Pour ce qui est de déposer de l’argent en Suisse, les conditions sont légèrement différentes, puisque sur les placements, l’état suisse va prélever des taxes lors des dépôts. Si vous êtes résident français, il faudra alors vus acquitter, en sus, de vos obligations fiscales françaises, une double imposition qui peut se révéler lourde pour les petits épargnants tentés pat l’aventure helvète.

Avec l’élection présidentielle, les choses vont-elles changer pour les français qui résident en Suisse ?

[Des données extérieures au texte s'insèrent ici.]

mod common;

use std::sync::Arc;

use alloy_primitives::{Address, U256};
use alloy_sol_types::SolCall;
use common::*;
use maker_dai_rs::abi::{self, DSProxy, SaiProxy, SaiTub, SaiVox, ERC20, WETH9};
use maker_dai_rs::config::roles;
use maker_dai_rs::services::addresses;
use maker_dai_rs::services::EthereumCdpService;
use maker_dai_rs::{CurrencyUnit, Error};

const FEE_PER_SECOND: u64 = 158_153_903_837_946_257;

fn seed_tub(chain: &MockChain, ink: U256) {
    let tub = contract(addresses::SAI_TUB);
    let zero = vec![0u8; 32];
    chain.set_call::<SaiTub::cupsCall>(
        tub,
        words(&[address_word(account()), word(ink), word(wad(900)), zero]),
    );
    chain.set_call::<SaiTub::perCall>(tub, word(ray(1)));
    chain.set_call::<SaiTub::tagCall>(tub, word(ray(400)));
    chain.set_call::<SaiTub::tabCall>(tub, word(wad(1000)));
    chain.set_call::<SaiTub::matCall>(tub, word(ray(3) / U256::from(2)));
    chain.set_call::<SaiTub::axeCall>(tub, word(ray(113) / U256::from(100)));
    chain.set_call::<SaiTub::feeCall>(tub, word(ray(1) + U256::from(FEE_PER_SECOND)));
    chain.set_call::<SaiTub::safeCall>(tub, word(U256::from(1)));
    chain.set_call::<SaiVox::parCall>(contract(addresses::SAI_VOX), word(ray(1)));
}

async fn service(chain: &Arc<MockChain>) -> Arc<EthereumCdpService> {
    let maker = maker(chain).await;
    maker.service::<EthereumCdpService>(roles::CDP).unwrap()
}

fn route(sent: &[SentTx]) -> Vec<(Address, [u8; 4])> {
    sent.iter().map(|tx| (tx.to, tx.selector())).collect()
}

#[tokio::test]
async fn test_collateral_and_debt() {
    let chain = MockChain::new();
    seed_tub(&chain, wad(10));
    let cdp = service(&chain).await;

    let info = cdp.get_info(1).await.unwrap();
    assert_eq!(info.lad, account());
    assert_eq!(info.art, wad(900));

    assert_eq!(cdp.get_collateral_value(1).await.unwrap(), CurrencyUnit::Eth.whole(10));
    assert_eq!(cdp.get_collateral_value_usd(1).await.unwrap(), CurrencyUnit::Usd.whole(4000));
    assert_eq!(cdp.get_debt_value(1).await.unwrap(), CurrencyUnit::Dai.whole(1000));
    assert_eq!(cdp.get_collateralization_ratio(1).await.unwrap(), Some(4.0));
    assert_eq!(
        cdp.get_liquidation_price(1).await.unwrap(),
        Some(CurrencyUnit::UsdEth.whole(150))
    );
    assert!(cdp.is_cdp_safe(1).await.unwrap());
}

#[tokio::test]
async fn test_empty_cdp_has_no_liquidation_price() {
    let chain = MockChain::new();
    seed_tub(&chain, U256::ZERO);
    let cdp = service(&chain).await;
    assert_eq!(cdp.get_liquidation_price(1).await.unwrap(), None);
}

#[tokio::test]
async fn test_system_parameters() {
    let chain = MockChain::new();
    seed_tub(&chain, wad(1));
    let cdp = service(&chain).await;

    assert!((cdp.get_liquidation_ratio().await.unwrap() - 1.5).abs() < 1e-12);
    assert!((cdp.get_liquidation_penalty().await.unwrap() - 0.13).abs() < 1e-12);
    let fee = cdp.get_annual_governance_fee().await.unwrap();
    assert!((fee - 0.005).abs() < 1e-4, "annual fee {}", fee);
    assert_eq!(cdp.get_target_price().await.unwrap(), CurrencyUnit::UsdDai.whole(1));
}

#[tokio::test]
async fn test_draw_and_wipe() {
    let chain = MockChain::new();
    let cdp = service(&chain).await;
    let tub = contract(addresses::SAI_TUB);

    cdp.draw_dai(7, &CurrencyUnit::Dai.whole(5)).await.unwrap();
    let sent = chain.sent();
    assert_eq!(sent.len(), 1);
    assert_eq!(sent[0].to, tub);
    let draw = sent[0].decode::<SaiTub::drawCall>();
    assert_eq!(draw.cup, abi::cup_id(7));
    assert_eq!(draw.wad, wad(5));

    // No allowance yet: DAI and MKR are approved for the tub before wiping.
    cdp.wipe_dai(7, &CurrencyUnit::Dai.whole(5)).await.unwrap();
    let sent = chain.sent();
    assert_eq!(sent.len(), 4);
    assert_eq!(sent[1].to, contract(addresses::SAI));
    assert!(sent[1].calls::<ERC20::approveCall>());
    assert_eq!(sent[2].to, contract(addresses::MKR));
    assert!(sent[3].calls::<SaiTub::wipeCall>());

    assert!(matches!(
        cdp.draw_dai(7, &CurrencyUnit::Eth.whole(5)).await,
        Err(Error::CurrencyMismatch { .. })
    ));
}

#[tokio::test]
async fn test_shut_approves_debt_tokens_first() {
    let chain = MockChain::new();
    let cdp = service(&chain).await;
    let tub = contract(addresses::SAI_TUB);

    cdp.shut_cdp(9).await.unwrap();

    let sent = chain.sent();
    assert_eq!(
        route(&sent),
        vec![
            (contract(addresses::SAI), ERC20::approveCall::SELECTOR),
            (contract(addresses::MKR), ERC20::approveCall::SELECTOR),
            (tub, SaiTub::shutCall::SELECTOR),
        ]
    );
    for approval in &sent[..2] {
        let approve = approval.decode::<ERC20::approveCall>();
        assert_eq!(approve.spender, tub);
        assert_eq!(approve.amount, U256::MAX);
    }
    assert_eq!(sent[2].decode::<SaiTub::shutCall>().cup, abi::cup_id(9));
    assert_eq!(sent[2].value, None);
}

#[tokio::test]
async fn test_shut_skips_granted_allowances() {
    let chain = MockChain::new();
    chain.set_call::<ERC20::allowanceCall>(contract(addresses::SAI), word(U256::MAX));
    chain.set_call::<ERC20::allowanceCall>(contract(addresses::MKR), word(U256::MAX));
    let cdp = service(&chain).await;

    cdp.shut_cdp(9).await.unwrap();
    let sent = chain.sent();
    assert_eq!(sent.len(), 1);
    assert!(sent[0].calls::<SaiTub::shutCall>());
}

#[tokio::test]
async fn test_give_transfers_ownership() {
    let chain = MockChain::new();
    let cdp = service(&chain).await;

    cdp.give_cdp(4, addr(0x42)).await.unwrap();

    let sent = chain.sent();
    assert_eq!(sent.len(), 1);
    assert_eq!(sent[0].to, contract(addresses::SAI_TUB));
    let give = sent[0].decode::<SaiTub::giveCall>();
    assert_eq!(give.cup, abi::cup_id(4));
    assert_eq!(give.guy, addr(0x42));
}

#[tokio::test]
async fn test_free_peth() {
    let chain = MockChain::new();
    let cdp = service(&chain).await;

    cdp.free_peth(6, &CurrencyUnit::Peth.parse("1.5").unwrap()).await.unwrap();

    let sent = chain.sent();
    assert_eq!(sent.len(), 1);
    assert_eq!(sent[0].to, contract(addresses::SAI_TUB));
    let free = sent[0].decode::<SaiTub::freeCall>();
    assert_eq!(free.cup, abi::cup_id(6));
    assert_eq!(free.wad, wad(3) / U256::from(2));

    assert!(matches!(
        cdp.free_peth(6, &CurrencyUnit::Eth.whole(1)).await,
        Err(Error::CurrencyMismatch { .. })
    ));
    assert_eq!(chain.sent().len(), 1);
}

#[tokio::test]
async fn test_lock_eth_wraps_joins_and_locks() {
    let chain = MockChain::new();
    seed_tub(&chain, wad(0));
    let cdp = service(&chain).await;

    cdp.lock_eth(3, &CurrencyUnit::Eth.parse("0.1").unwrap()).await.unwrap();
    let tenth = wad(1) / U256::from(10);

    let sent = chain.sent();
    assert_eq!(
        route(&sent),
        vec![
            (contract(addresses::SAI_GEM), WETH9::depositCall::SELECTOR),
            (contract(addresses::SAI_GEM), ERC20::approveCall::SELECTOR),
            (contract(addresses::SAI_TUB), SaiTub::joinCall::SELECTOR),
            (contract(addresses::SAI_SKR), ERC20::approveCall::SELECTOR),
            (contract(addresses::SAI_TUB), SaiTub::lockCall::SELECTOR),
        ]
    );
    assert_eq!(sent[0].value, Some(tenth));
    assert_eq!(sent[2].decode::<SaiTub::joinCall>().wad, tenth);
    assert_eq!(sent[4].decode::<SaiTub::lockCall>().wad, tenth);
}

#[tokio::test]
async fn test_lock_weth_joins_at_the_tub_rate() {
    let chain = MockChain::new();
    seed_tub(&chain, wad(0));
    // per = 2: each PETH is backed by two WETH.
    chain.set_call::<SaiTub::perCall>(contract(addresses::SAI_TUB), word(ray(2)));
    let cdp = service(&chain).await;

    cdp.lock_weth(8, &CurrencyUnit::Weth.whole(4)).await.unwrap();

    let sent = chain.sent();
    assert_eq!(
        route(&sent),
        vec![
            (contract(addresses::SAI_GEM), ERC20::approveCall::SELECTOR),
            (contract(addresses::SAI_TUB), SaiTub::joinCall::SELECTOR),
            (contract(addresses::SAI_SKR), ERC20::approveCall::SELECTOR),
            (contract(addresses::SAI_TUB), SaiTub::lockCall::SELECTOR),
        ]
    );
    assert!(sent.iter().all(|tx| tx.value.is_none()));
    assert_eq!(
        sent[0].decode::<ERC20::approveCall>().spender,
        contract(addresses::SAI_TUB)
    );
    assert_eq!(sent[1].decode::<SaiTub::joinCall>().wad, wad(2));
    let lock = sent[3].decode::<SaiTub::lockCall>();
    assert_eq!(lock.cup, abi::cup_id(8));
    assert_eq!(lock.wad, wad(2));

    assert!(matches!(
        cdp.lock_weth(8, &CurrencyUnit::Eth.whole(4)).await,
        Err(Error::CurrencyMismatch { .. })
    ));
}

#[tokio::test]
async fn test_proxy_calls_go_through_execute() {
    let chain = MockChain::new();
    let cdp = service(&chain).await;
    let proxy = addr(0x99);
    let tub = contract(addresses::SAI_TUB);

    chain.push_logs(vec![new_cup_log(12)]);
    assert_eq!(cdp.open_proxy_cdp(proxy).await.unwrap(), 12);

    cdp.lock_eth_proxy(proxy, 12, &CurrencyUnit::Eth.whole(1)).await.unwrap();
    cdp.draw_dai_proxy(proxy, 12, &CurrencyUnit::Dai.whole(20)).await.unwrap();

    let sent = chain.sent();
    assert_eq!(sent.len(), 3);
    for tx in &sent {
        assert_eq!(tx.to, proxy);
        assert!(tx.calls::<DSProxy::executeCall>());
        assert_eq!(
            tx.decode::<DSProxy::executeCall>().target,
            contract(addresses::SAI_PROXY)
        );
    }

    let (_, open) = sent[0].executed::<SaiProxy::openCall>();
    assert_eq!(open.tub, tub);
    let (_, lock) = sent[1].executed::<SaiProxy::lockCall>();
    assert_eq!(lock.cup, abi::cup_id(12));
    assert_eq!(sent[1].value, Some(wad(1)));

    let (_, draw) = sent[2].executed::<SaiProxy::drawCall>();
    assert_eq!(draw.tub, tub);
    assert_eq!(draw.cup, abi::cup_id(12));
    assert_eq!(draw.wad, wad(20));
}

#[tokio::test]
async fn test_proxy_cdp_shut_give_and_free() {
    let chain = MockChain::new();
    seed_tub(&chain, wad(5));
    let maker = maker(&chain).await;
    let proxy = addr(0x99);
    let tub = contract(addresses::SAI_TUB);
    let sai_proxy = contract(addresses::SAI_PROXY);

    let cdp = maker.get_proxy_cdp(12, proxy).await.unwrap();
    assert_eq!(cdp.id(), 12);

    cdp.free_eth(&CurrencyUnit::Eth.whole(2)).await.unwrap();
    let sent = chain.sent();
    assert_eq!(sent.len(), 1);
    assert_eq!(sent[0].to, proxy);
    assert_eq!(sent[0].value, None);
    let (target, free) = sent[0].executed::<SaiProxy::freeCall>();
    assert_eq!(target, sai_proxy);
    assert_eq!((free.tub, free.cup, free.wad), (tub, abi::cup_id(12), wad(2)));

    // The proxy, not the tub, pulls DAI and MKR when shutting.
    cdp.shut().await.unwrap();
    let sent = chain.sent();
    assert_eq!(
        route(&sent[1..]),
        vec![
            (contract(addresses::SAI), ERC20::approveCall::SELECTOR),
            (contract(addresses::MKR), ERC20::approveCall::SELECTOR),
            (proxy, DSProxy::executeCall::SELECTOR),
        ]
    );
    assert_eq!(sent[1].decode::<ERC20::approveCall>().spender, proxy);
    assert_eq!(sent[2].decode::<ERC20::approveCall>().spender, proxy);
    let (target, shut) = sent[3].executed::<SaiProxy::shutCall>();
    assert_eq!(target, sai_proxy);
    assert_eq!((shut.tub, shut.cup), (tub, abi::cup_id(12)));

    cdp.give(addr(0x42)).await.unwrap();
    let sent = chain.sent();
    assert_eq!(sent.len(), 5);
    assert_eq!(sent[4].to, proxy);
    let (target, give) = sent[4].executed::<SaiProxy::giveCall>();
    assert_eq!(target, sai_proxy);
    assert_eq!(give.tub, tub);
    assert_eq!(give.cup, abi::cup_id(12));
    assert_eq!(give.lad, addr(0x42));

    assert!(matches!(
        cdp.free_eth(&CurrencyUnit::Peth.whole(1)).await,
        Err(Error::CurrencyMismatch { .. })
    ));
}
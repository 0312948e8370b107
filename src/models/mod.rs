pub mod cdp;
pub mod currency;
pub mod receipt;

pub use cdp::{Cdp, CdpInfo, ProxyCdp};
pub use currency::{Currency, CurrencyUnit};
pub use receipt::{Log, Receipt};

La logique voudrait, malgré toutes les annonces des candidats, que rien ne change pour les résidents fiscaux français en Suisse. Toutefois, des promesses ont été faites, même si celles-ci nécessitent l’accord de la communauté européenne pour apporter les modifications nécessaires, voire l’intervention du candidat Sarkozy au meeting de villepinte. De la même façon, la décision de la gauche, d’imposer les plus riches à hauteur de 75 % peut aussi pousser les résidents français à changer de crémerie, après tout, on trouve aussi de très bons fromages en Suisse. La moralité, dans cette histoire, est que beaucoup de français vont voir leur situation fiscale être bouleversée, dans un sens ou dans l’autre, pour les 5 années à venir. Les moyens à mettre en œuvre dépendront de la situation de chacun, à ce moment donné.